16. But the position is altogether different in a case of cut in pension as a penalty imposed upon an employee who has already been admitted to pension and granted the terminal benefits. The Apex Court has considered the aforesaid issue in D.V. Kapoors case (supra). The condition precedent for imposing any such punishment is that there shall be a finding recorded in departmental inquiry that the pensioner committed grave misconduct or negligence in the discharge of his duty while in office, subject of the charge. In the absence of such a finding, the disciplinary authority is without authority of law to impose penalty of withholding pension as a measure of punishment either in whole or in part permanently or for a specified period because pension is not in the nature of reward but there is a binding obligation on Government which can be claimed as a right. Their forfeiture is only on resignation, removal or dismissal from service. After a pension is sanctioned its continuance depends on future good conduct, but it cannot be stopped or reduced for other reasons. Neither in the article of charges nor in the statement of misconduct in support of the article of charges nor in the inquiry report nor in the disciplinary authoritys order or the appellate order, there is any whisper that the charge against the applicant was in the nature of grave misconduct. In fact, the disciplinary authoritys order is absolutely a non speaking order containing no reasons for imposing the penalty of 10% cut in pension for four years upon the applicant.
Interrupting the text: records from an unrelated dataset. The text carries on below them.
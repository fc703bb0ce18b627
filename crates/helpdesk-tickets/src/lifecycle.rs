//! Ticket lifecycle rules
//!
//! Check order per operation:
//!
//! | Operation        | Order                                                  |
//! |------------------|--------------------------------------------------------|
//! | `create`         | admin gate, payload                                    |
//! | `get`            | existence, visibility                                  |
//! | `update_content` | payload, existence, creator, OPEN status               |
//! | `close`          | existence, visibility, note                            |
//! | `assign`         | admin gate, payload, existence                         |
//! | `set_status`     | admin gate, payload, existence                         |
//!
//! Admin-only operations refuse non-admins before looking the ticket up, so
//! they never reveal whether an id exists. "payload" covers decoding a raw
//! JSON [`Body`] as well as validating it.

use crate::error::LifecycleError;
use crate::model::{StatusUpdate, Ticket, TicketId, TicketPatch, TicketStatus, now};
use crate::payload::{
	AssignTicket, Body, CloseTicket, CreateTicket, REQUIRED_TO_CLOSE, SetTicketStatus,
	UpdateTicketContent,
};
use crate::store::TicketStore;
use helpdesk_auth::{Identity, can_view, is_admin, is_owner};
use helpdesk_core::validators::ValidationErrors;
use std::sync::Arc;

pub const ADMIN_CREATE_FORBIDDEN: &str = "Admins can not create tickets directly.";
pub const EDIT_REQUIRES_OPEN: &str = "Ticket content can only be edited while status is OPEN.";

/// Role-aware operations over a [`TicketStore`]
#[derive(Clone)]
pub struct TicketLifecycle {
	store: Arc<dyn TicketStore>,
}

impl TicketLifecycle {
	pub fn new(store: Arc<dyn TicketStore>) -> Self {
		Self { store }
	}

	pub fn store(&self) -> &Arc<dyn TicketStore> {
		&self.store
	}

	/// All tickets for admins, own tickets otherwise; newest update first
	pub async fn list(&self, caller: &Identity) -> Result<Vec<Ticket>, LifecycleError> {
		if is_admin(caller) {
			Ok(self.store.list_all().await?)
		} else {
			Ok(self.store.list_by_creator(&caller.username).await?)
		}
	}

	pub async fn get(&self, caller: &Identity, id: &str) -> Result<Ticket, LifecycleError> {
		let ticket = self.find(id).await?;
		if !can_view(caller, &ticket) {
			return Err(LifecycleError::forbidden());
		}
		Ok(ticket)
	}

	pub async fn create(
		&self,
		caller: &Identity,
		payload: impl Into<Body<CreateTicket>>,
	) -> Result<Ticket, LifecycleError> {
		if is_admin(caller) {
			return Err(LifecycleError::Forbidden(ADMIN_CREATE_FORBIDDEN.to_string()));
		}
		let new = payload.into().decode()?.validate(&caller.username)?;
		Ok(self.store.create(new).await?)
	}

	/// Edit title, description or priority. Creator only, and only while OPEN.
	pub async fn update_content(
		&self,
		caller: &Identity,
		id: &str,
		payload: impl Into<Body<UpdateTicketContent>>,
	) -> Result<Ticket, LifecycleError> {
		let patch = payload.into().decode()?.validate()?;
		let ticket = self.find(id).await?;

		if !is_owner(caller, &ticket) {
			return Err(LifecycleError::forbidden());
		}
		if ticket.status() != TicketStatus::Open {
			return Err(LifecycleError::Conflict(EDIT_REQUIRES_OPEN.to_string()));
		}

		Ok(self.store.update(ticket.id(), patch).await?)
	}

	/// Close with a resolution note. Admin or creator.
	///
	/// Closing an already CLOSED ticket replaces its note and `closedAt`.
	pub async fn close(
		&self,
		caller: &Identity,
		id: &str,
		payload: impl Into<Body<CloseTicket>>,
	) -> Result<Ticket, LifecycleError> {
		let ticket = self.find(id).await?;
		if !can_view(caller, &ticket) {
			return Err(LifecycleError::forbidden());
		}
		let resolution_note = payload.into().decode()?.validate()?;

		let patch = TicketPatch::new().with_status(StatusUpdate::Closed {
			resolution_note,
			closed_at: now(),
		});
		Ok(self.store.update(ticket.id(), patch).await?)
	}

	/// Set the assignee without touching status. Admin only.
	pub async fn assign(
		&self,
		caller: &Identity,
		id: &str,
		payload: impl Into<Body<AssignTicket>>,
	) -> Result<Ticket, LifecycleError> {
		if !is_admin(caller) {
			return Err(LifecycleError::forbidden());
		}
		let assignee = payload.into().decode()?.validate()?;
		let ticket = self.find(id).await?;

		Ok(self
			.store
			.update(ticket.id(), TicketPatch::new().with_assignee(assignee))
			.await?)
	}

	/// Move to any status. Admin only.
	///
	/// Leaving CLOSED (or never entering it) clears `closedAt` and
	/// `resolutionNote`, which is how an admin reopens a ticket.
	pub async fn set_status(
		&self,
		caller: &Identity,
		id: &str,
		payload: impl Into<Body<SetTicketStatus>>,
	) -> Result<Ticket, LifecycleError> {
		if !is_admin(caller) {
			return Err(LifecycleError::forbidden());
		}
		let (status, note) = payload.into().decode()?.validate()?;
		let ticket = self.find(id).await?;

		let update = match (status, note) {
			(TicketStatus::Open, _) => StatusUpdate::Open,
			(TicketStatus::InProgress, _) => StatusUpdate::InProgress,
			(TicketStatus::Closed, Some(resolution_note)) => StatusUpdate::Closed {
				resolution_note,
				closed_at: now(),
			},
			(TicketStatus::Closed, None) => {
				return Err(ValidationErrors::single("resolutionNote", REQUIRED_TO_CLOSE).into());
			}
		};

		Ok(self
			.store
			.update(ticket.id(), TicketPatch::new().with_status(update))
			.await?)
	}

	async fn find(&self, id: &str) -> Result<Ticket, LifecycleError> {
		let id = TicketId::parse(id).ok_or(LifecycleError::NotFound)?;
		self.store.get(id).await?.ok_or(LifecycleError::NotFound)
	}
}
17. Another aspect of this case is that the charge against the applicant that while he was processing the cases of Expendable Housing Scheme-1995, dealt with 48 files and processed for restoration of allotment in violation of the terms and conditions of the brochure but it was clearly stipulated that the allotment shall be cancelled and the deposits will be forfeited if the request of the cancellation was not made within stipulated period. The 48 cases were processed without any proper scrutiny at his level. Out of 48 flats, 43 flats were purchased by one Sh. Raju Chawla (property dealer), whose agents had purchased the original registration papers/documents related to sale/purchase of these flats. But in its findings, Inquiry Officer has stated that the charged officer Shri K.L. Prashar would not have done so without having received some gratification for such an act. In fact, no one would do so without any personal interest, it may be in any shape. Though no evidence has been produced before me by the prosecution that the property dealers had in fact given some kind of bribe to the C.O. but I hold the view that the evidence recorded by the CBI officials has much substance and it has to be relied upon. The aforesaid observation of the Inquiry Officer was admittedly without any evidence. As held by the Apex Court in Central Bank of India Ltd. Vs. Prakash Chand Jain (AIR 1969 SC 983), suspicion or presumptions cannot take the place of proof, even in a domestic inquiry.

18. In the above facts and circumstances of the case as well as the law laid down by the Apex Court in the aforesaid cases, we allow this O.A. Consequently, the impugned orders passed by the disciplinary/appellate authorities in the disciplinary case against the applicant are quashed and set aside. We direct the respondents to restore the reduced pension and pay the arrears to him within a period of two months from the date of receipt of a copy of this order. They shall also pass appropriate orders in this regard, under intimation to the applicant within the aforesaid period of time. No costs.